The school accommodates 520 children aged three to 11, including 100 children with special needs. There was a time when the combination of SEN (special educational needs) and mainstream schools would have been unthinkable. But, although it is not without its detractors, there is a growing school of thought within our educational system that seeks more inclusivity across the various academic environments.

So as well as representing the culmination of a radical programme of inner-city urban renewal, Broadwater Farm ILC provides a rare and revealing architectural response to this emerging ideological methodology of a fully mixed and integrated educational system.

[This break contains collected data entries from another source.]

//! Schema-related data models.

use schemars::JsonSchema;
use serde::{Deserialize, Serialize};

/// One column of a table schema resource.
///
/// Serialized exactly as `{"column_name": ..., "data_type": ...}`.
#[derive(Debug, Clone, PartialEq, Eq, Serialize, Deserialize, JsonSchema)]
pub struct ColumnInfo {
    pub column_name: String,
    /// Data type as reported by `information_schema`, e.g. "varchar", "int"
    pub data_type: String,
}

impl ColumnInfo {
    pub fn new(column_name: impl Into<String>, data_type: impl Into<String>) -> Self {
        Self {
            column_name: column_name.into(),
            data_type: data_type.into(),
        }
    }
}
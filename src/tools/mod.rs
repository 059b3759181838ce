//! MCP tool implementations.
//!
//! - `query`: Run a read-only SQL statement (`mysql_query`)

pub mod query;

pub use query::{QueryInput, QueryToolHandler};
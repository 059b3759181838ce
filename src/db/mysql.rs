//! MySQL implementation of the session traits.

use crate::db::session::{ControlStatement, SessionConnection};
use crate::db::types::RowToJson;
use crate::error::{DbError, DbResult};
use crate::models::{JsonRow, QueryParam};
use sqlx::mysql::MySqlArguments;
use sqlx::pool::PoolConnection;
use sqlx::{Executor, MySql};

impl SessionConnection for PoolConnection<MySql> {
    async fn execute_control(&mut self, statement: ControlStatement) -> DbResult<()> {
        // Text protocol; control statements take no parameters
        (&mut **self)
            .execute(statement.sql())
            .await
            .map(|_| ())
            .map_err(DbError::from)
    }

    async fn fetch_rows(&mut self, sql: &str, params: &[QueryParam]) -> DbResult<Vec<JsonRow>> {
        // Always a server-side prepared statement, which only accepts a
        // single statement. Not cached: the SQL is arbitrary.
        let mut query = sqlx::query(sql).persistent(false);
        for param in params {
            query = bind_param(query, param);
        }

        let rows = query.fetch_all(&mut **self).await?;
        Ok(rows.iter().map(RowToJson::to_json_map).collect())
    }

    fn poison(&mut self) {
        self.close_on_drop();
    }
}

fn bind_param<'q>(
    query: sqlx::query::Query<'q, MySql, MySqlArguments>,
    param: &'q QueryParam,
) -> sqlx::query::Query<'q, MySql, MySqlArguments> {
    match param {
        QueryParam::Null => query.bind(None::<String>),
        QueryParam::Bool(v) => query.bind(*v),
        QueryParam::Int(v) => query.bind(*v),
        QueryParam::Float(v) => query.bind(*v),
        QueryParam::String(v) => query.bind(v.as_str()),
        QueryParam::Json(v) => query.bind(sqlx::types::Json(v)),
    }
}
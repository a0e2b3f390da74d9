//! CLI error handling with user-friendly messages.
//!
//! Centralizes error handling for the CLI, providing consistent formatting
//! and appropriate exit codes.

use std::fmt;
use std::process;
use serialgate::config::ConfigFileError;
use serialgate::gate::{ServiceError, WorkerExit};

/// CLI-specific errors with user-friendly messages.
#[derive(Debug)]
pub enum CliError {
    /// Failed to initialize logging
    LoggingInit(String),
    /// Configuration error
    Config(String),
    /// Failed to start the compute service
    ServiceStart(ServiceError),
    /// Failed to install the Ctrl-C handler
    SignalHandler(String),
    /// I/O error (runtime creation, stdin)
    Io(std::io::Error),
    /// The worker died instead of shutting down
    WorkerTerminated(WorkerExit),
}

impl CliError {
    /// Exit the process with an appropriate error message and code.
    pub fn exit(&self) -> ! {
        eprintln!("Error: {}", self);

        // Print additional help for specific errors
        match self {
            CliError::ServiceStart(ServiceError::EngineConstruction(_)) => {
                eprintln!();
                eprintln!("The engine could not be built. Check the [engine] section of");
                eprintln!("your config file ('serialgate config show' prints it).");
            }
            CliError::WorkerTerminated(_) => {
                eprintln!();
                eprintln!("See the log file for the panic report and the request that caused it.");
            }
            _ => {}
        }

        process::exit(1)
    }
}

impl fmt::Display for CliError {
    fn fmt(&self, f: &mut fmt::Formatter<'_>) -> fmt::Result {
        match self {
            CliError::LoggingInit(msg) => write!(f, "Failed to initialize logging: {}", msg),
            CliError::Config(msg) => write!(f, "Configuration error: {}", msg),
            CliError::ServiceStart(e) => write!(f, "Failed to start service: {}", e),
            CliError::SignalHandler(msg) => write!(f, "Failed to set signal handler: {}", msg),
            CliError::Io(e) => write!(f, "I/O error: {}", e),
            CliError::WorkerTerminated(exit) => write!(f, "Compute worker terminated: {}", exit),
        }
    }
}

impl std::error::Error for CliError {
    fn source(&self) -> Option<&(dyn std::error::Error + 'static)> {
        match self {
            CliError::ServiceStart(e) => Some(e),
            CliError::Io(e) => Some(e),
            _ => None,
        }
    }
}

impl From<ServiceError> for CliError {
    fn from(e: ServiceError) -> Self {
        CliError::ServiceStart(e)
    }
}

impl From<ConfigFileError> for CliError {
    fn from(e: ConfigFileError) -> Self {
        CliError::Config(e.to_string())
    }
}

impl From<std::io::Error> for CliError {
    fn from(e: std::io::Error) -> Self {
        CliError::Io(e)
    }
}
//! CLI runner for common setup.
//!
//! Encapsulates config loading (file, environment, command-line overrides)
//! and logging initialization so command handlers start from a ready state.

use std::path::Path;

use tracing::info;

use crate::error::CliError;
use serialgate::config::ConfigFile;
use serialgate::gate::MAX_QUEUE_CAPACITY;
use serialgate::logging::{init_logging, LoggingGuard};

/// Runner that manages CLI lifecycle and common operations.
pub struct CliRunner {
    /// Logging guard - keeps logging active while runner exists
    logging_guard: LoggingGuard,
    /// Effective configuration
    config: ConfigFile,
}

impl CliRunner {
    /// Load config and initialize logging.
    ///
    /// # Arguments
    ///
    /// * `config_path` - Explicit config file; the default location is used when `None`
    /// * `capacity` - Queue capacity override from the command line
    /// * `debug_mode` - When true, enables debug-level logging unless RUST_LOG says otherwise
    pub fn with_options(
        config_path: Option<&Path>,
        capacity: Option<usize>,
        debug_mode: bool,
    ) -> Result<Self, CliError> {
        let config = load_config(config_path, capacity)?;

        let level = if debug_mode { "debug" } else { "info" };
        let logging_guard = init_logging(&config.logging.file, config.logging.console, level)
            .map_err(|e| CliError::LoggingInit(e.to_string()))?;

        Ok(Self {
            logging_guard,
            config,
        })
    }

    /// Get the effective configuration.
    pub fn config(&self) -> &ConfigFile {
        &self.config
    }

    /// Log startup information for a command.
    pub fn log_startup(&self, command: &str) {
        info!("serialgate v{}", serialgate::VERSION);
        info!("serialgate CLI: {} command", command);
        info!(
            log_file = %self.logging_guard.log_path().display(),
            queue_capacity = self.config.queue.capacity,
            worker = %self.config.worker.thread_name,
            "Configuration loaded"
        );
    }
}

/// Builds the effective configuration.
///
/// Precedence, lowest to highest: built-in defaults, config file,
/// environment variables, command-line flags.
pub fn load_config(
    config_path: Option<&Path>,
    capacity: Option<usize>,
) -> Result<ConfigFile, CliError> {
    let config = match config_path {
        Some(path) => {
            if !path.exists() {
                return Err(CliError::Config(format!(
                    "Config file not found: {}",
                    path.display()
                )));
            }
            ConfigFile::load_from(path)?
        }
        None => ConfigFile::load()?,
    };

    let mut config = config.with_env_overrides()?;

    if let Some(capacity) = capacity {
        if capacity == 0 || capacity > MAX_QUEUE_CAPACITY {
            return Err(CliError::Config(format!(
                "--capacity must be a positive integer (at most {})",
                MAX_QUEUE_CAPACITY
            )));
        }
        config.queue.capacity = capacity;
    }

    Ok(config)
}

#[cfg(test)]
mod tests {
    use super::*;
    use tempfile::TempDir;

    #[test]
    fn test_load_explicit_config() {
        let temp_dir = TempDir::new().unwrap();
        let path = temp_dir.path().join("gate.ini");
        std::fs::write(&path, "[queue]\ncapacity = 6\n\n[engine]\nmode = reverse\n").unwrap();

        let config = load_config(Some(&path), None).unwrap();
        assert_eq!(config.engine.get("mode"), Some("reverse"));
        // The environment may override capacity; the flag always wins.
        let config = load_config(Some(&path), Some(2)).unwrap();
        assert_eq!(config.queue.capacity, 2);
    }

    #[test]
    fn test_missing_explicit_config_is_an_error() {
        let temp_dir = TempDir::new().unwrap();
        let path = temp_dir.path().join("absent.ini");

        let err = load_config(Some(&path), None).unwrap_err();
        assert!(matches!(err, CliError::Config(ref msg) if msg.contains("not found")));
    }

    #[test]
    fn test_zero_capacity_flag_rejected() {
        let temp_dir = TempDir::new().unwrap();
        let path = temp_dir.path().join("gate.ini");
        std::fs::write(&path, "").unwrap();

        assert!(matches!(
            load_config(Some(&path), Some(0)),
            Err(CliError::Config(_))
        ));
    }

    #[test]
    fn test_oversized_capacity_flag_rejected() {
        let temp_dir = TempDir::new().unwrap();
        let path = temp_dir.path().join("gate.ini");
        std::fs::write(&path, "").unwrap();

        let err = load_config(Some(&path), Some(usize::MAX)).unwrap_err();
        assert!(err.to_string().contains("at most"));
        assert_eq!(
            load_config(Some(&path), Some(MAX_QUEUE_CAPACITY))
                .unwrap()
                .queue
                .capacity,
            MAX_QUEUE_CAPACITY
        );
    }

    #[test]
    fn test_invalid_file_value_reported() {
        let temp_dir = TempDir::new().unwrap();
        let path = temp_dir.path().join("gate.ini");
        std::fs::write(&path, "[queue]\ncapacity = none\n").unwrap();

        let err = load_config(Some(&path), None).unwrap_err();
        assert!(err.to_string().contains("queue.capacity"));
    }
}
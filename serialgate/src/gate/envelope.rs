//! Request envelope: caller parameters bound to their response destination.

use super::response::{response_pair, Responder, ResponseChannel};
use std::fmt;
use std::time::{Duration, Instant};

// =============================================================================
// Request Id
// =============================================================================

/// Identifier assigned to a request when its envelope is created.
///
/// Only used for logs and telemetry; routing relies on the envelope owning
/// its responder, never on id lookups.
#[derive(Debug, Clone, Copy, PartialEq, Eq, PartialOrd, Ord, Hash)]
pub struct RequestId(u64);

impl RequestId {
    /// Wraps a raw sequence number.
    pub fn new(value: u64) -> Self {
        Self(value)
    }

    /// Returns the raw sequence number.
    pub fn value(self) -> u64 {
        self.0
    }
}

impl fmt::Display for RequestId {
    fn fmt(&self, f: &mut fmt::Formatter<'_>) -> fmt::Result {
        write!(f, "req-{}", self.0)
    }
}

// =============================================================================
// Envelope
// =============================================================================

/// The unit flowing through the admission queue.
///
/// Created by a producer at call time, consumed by the worker loop. The
/// responder inside is the only way to answer the caller holding the
/// matching [`ResponseChannel`].
pub struct Envelope<P, R> {
    /// Request identifier.
    pub id: RequestId,

    /// Engine parameters, passed through untouched.
    pub params: P,

    /// Sending half of this request's response channel.
    pub responder: Responder<R>,

    /// When the envelope was created (just before admission).
    pub created_at: Instant,
}

impl<P, R> Envelope<P, R> {
    /// Creates an envelope and the response channel its caller will wait on.
    pub fn new(id: RequestId, params: P) -> (Self, ResponseChannel<R>) {
        let (responder, channel) = response_pair(id);
        let envelope = Self {
            id,
            params,
            responder,
            created_at: Instant::now(),
        };
        (envelope, channel)
    }

    /// Time spent since the envelope was created.
    pub fn age(&self) -> Duration {
        self.created_at.elapsed()
    }
}

impl<P, R> fmt::Debug for Envelope<P, R> {
    fn fmt(&self, f: &mut fmt::Formatter<'_>) -> fmt::Result {
        f.debug_struct("Envelope")
            .field("id", &self.id)
            .field("abandoned", &self.responder.is_abandoned())
            .finish()
    }
}

#[cfg(test)]
mod tests {
    use super::*;
    use crate::gate::error::RequestError;

    #[test]
    fn test_request_id_display() {
        assert_eq!(RequestId::new(42).to_string(), "req-42");
        assert_eq!(RequestId::new(42).value(), 42);
    }

    #[test]
    fn test_request_id_ordering() {
        assert!(RequestId::new(1) < RequestId::new(2));
    }

    #[tokio::test]
    async fn test_envelope_is_bound_to_its_channel() {
        let (first, first_rx) = Envelope::<&str, String>::new(RequestId::new(1), "a");
        let (second, second_rx) = Envelope::<&str, String>::new(RequestId::new(2), "b");

        // Answer in reverse order; each caller still sees its own result.
        second.responder.deliver(Ok(second.params.to_uppercase()));
        first.responder.deliver(Ok(first.params.to_uppercase()));

        assert_eq!(first_rx.await_result().await, Ok("A".to_string()));
        assert_eq!(second_rx.await_result().await, Ok("B".to_string()));
    }

    #[tokio::test]
    async fn test_dropped_envelope_unblocks_caller() {
        let (envelope, channel) = Envelope::<u8, u8>::new(RequestId::new(9), 0);
        drop(envelope);
        assert_eq!(channel.await_result().await, Err(RequestError::WorkerLost));
    }

    #[test]
    fn test_envelope_debug_hides_params() {
        let (envelope, _channel) = Envelope::<String, String>::new(RequestId::new(3), "secret".into());
        let debug = format!("{:?}", envelope);
        assert!(debug.contains("RequestId(3)"));
        assert!(!debug.contains("secret"));
    }

    #[test]
    fn test_envelope_age_counts_from_creation() {
        let (mut envelope, _channel) = Envelope::<u8, u8>::new(RequestId::new(4), 0);
        envelope.created_at -= Duration::from_millis(250);
        assert!(envelope.age() >= Duration::from_millis(250));
    }
}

Architect and practice co-founder Mark Langston summaries the challenges set by the brief. “The starting point was always to break down the segregation between the different types of schools by creating a truly inclusive learning environment.

The elevations are marked by textured brickwork and a full-height brise soleil

The elevations are marked by textured brickwork and a full-height brise soleil

“But while there is all manner of separate design guidance for SEN and mainstream schools, there isn’t one for the kind of school we were trying to create. The challenge was how to develop the design without a prescriptive design model. So in the end we simply developed our own model through a process of iteration and by working in close conjunction with the heads of school and the local authority.”

The school replaces and combines three formerly separate primary schools that were previously located on the same site. Two of the schools were SEN and one was mainstream but each school had its own separate entrance and offered little in the way of physical or academic interaction.

The new school combines its three predecessors into one single building comprising three linked rectilinear wings loosely arranged to form a “U”. The central wing is orientated to face the road that runs adjacent to the school where its new single main entrance is located.  

One of the first issues addressed in the design of the new school was contextual. The road on which the school sits is the main east-west trunk road that runs near the northern edge of the Broadwater Farm estate, facing the slab-like housing blocks of which the majority of the estate is comprised.

In the spirit of surplus spatial anonymity that afflicts many 1960s and 1970s council estates, this trunk road is an oddly indeterminate place, feeling more like a string of paved expanses than a thoroughfare. Responding to this ambiguity the former schools promptly turned their back on it, cowering far beyond the pavement edge behind a high hedge deliberately located to divide them from their surroundings.
“One of the key things we wanted to do was bring the school closer to the road and give it a civic presence,” says Langston. Accordingly, the new building’s entrance facade provides the adjacent road with a defined northern edge for the first time and offers a series of landscaped forecourts between the road and the school.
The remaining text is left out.